=== About this exercise ===
Copy out every line of the records where the string "inner" occurs.

[Stored items]
- - - - -
//! # ActorClient Trait
//!
//! Domain clients wrap a [`ResourceClient`] to expose typed, intention-named
//! methods. Implementing [`ActorClient`] gives them the shared read and delete
//! operations for free, with framework errors mapped into the domain's own
//! error type.

use crate::{ActorEntity, FrameworkError, ResourceClient};
use async_trait::async_trait;

/// Trait for resource-specific clients to inherit standard operations.
///
/// ```rust
/// use actor_framework::{ActorClient, ActorEntity, FrameworkError, ResourceClient};
/// use async_trait::async_trait;
///
/// #[derive(Clone, Debug)]
/// struct Dish { id: u64 }
/// #[derive(Debug)] struct DishCreate;
/// #[derive(Debug, thiserror::Error)]
/// #[error("{0}")]
/// struct DishError(String);
///
/// impl From<String> for DishError {
///     fn from(s: String) -> Self { DishError(s) }
/// }
///
/// #[async_trait]
/// impl ActorEntity for Dish {
///     type Id = u64;
///     type Create = DishCreate;
///     type Update = ();
///     type Action = ();
///     type ActionResult = ();
///     type Context = ();
///     type Error = DishError;
///
///     fn from_create_params(id: u64, _: DishCreate) -> Result<Self, Self::Error> {
///         Ok(Self { id })
///     }
///     async fn on_update(&mut self, _: (), _: &()) -> Result<(), Self::Error> { Ok(()) }
///     async fn handle_action(&mut self, _: (), _: &()) -> Result<(), Self::Error> { Ok(()) }
/// }
///
/// struct DishClient {
///     inner: ResourceClient<Dish>,
/// }
///
/// #[async_trait]
/// impl ActorClient<Dish> for DishClient {
///     type Error = DishError;
///
///     fn inner(&self) -> &ResourceClient<Dish> {
///         &self.inner
///     }
///
///     fn map_error(e: FrameworkError) -> Self::Error {
///         DishError(e.to_string())
///     }
/// }
///
/// async fn usage(client: DishClient) {
///     // get(), delete() and list() come from the trait
///     let _ = client.get(1).await;
///     let _ = client.list().await;
/// }
/// ```
#[async_trait]
pub trait ActorClient<T: ActorEntity>: Send + Sync {
    /// The resource-specific error type.
    type Error: From<String> + Send + Sync;

    /// Access the inner generic ResourceClient.
    fn inner(&self) -> &ResourceClient<T>;

    /// Map framework errors to the specific resource error type.
    fn map_error(e: FrameworkError) -> Self::Error;

    /// Fetch an entity by ID.
    #[tracing::instrument(skip(self))]
    async fn get(&self, id: T::Id) -> Result<Option<T>, Self::Error> {
        tracing::debug!("Sending request");
        self.inner().get(id).await.map_err(Self::map_error)
    }

    /// Delete an entity by ID.
    #[tracing::instrument(skip(self))]
    async fn delete(&self, id: T::Id) -> Result<(), Self::Error> {
        tracing::debug!("Sending request");
        self.inner().delete(id).await.map_err(Self::map_error)
    }

    /// Fetch every entity in insertion order.
    #[tracing::instrument(skip(self))]
    async fn list(&self) -> Result<Vec<T>, Self::Error> {
        tracing::debug!("Sending request");
        self.inner().list().await.map_err(Self::map_error)
    }
}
- - - - -
=== Answer for the task ===
///     inner: ResourceClient<Dish>,
///     fn inner(&self) -> &ResourceClient<Dish> {
///         &self.inner
    /// Access the inner generic ResourceClient.
    fn inner(&self) -> &ResourceClient<T>;
        self.inner().get(id).await.map_err(Self::map_error)
        self.inner().delete(id).await.map_err(Self::map_error)
        self.inner().list().await.map_err(Self::map_error)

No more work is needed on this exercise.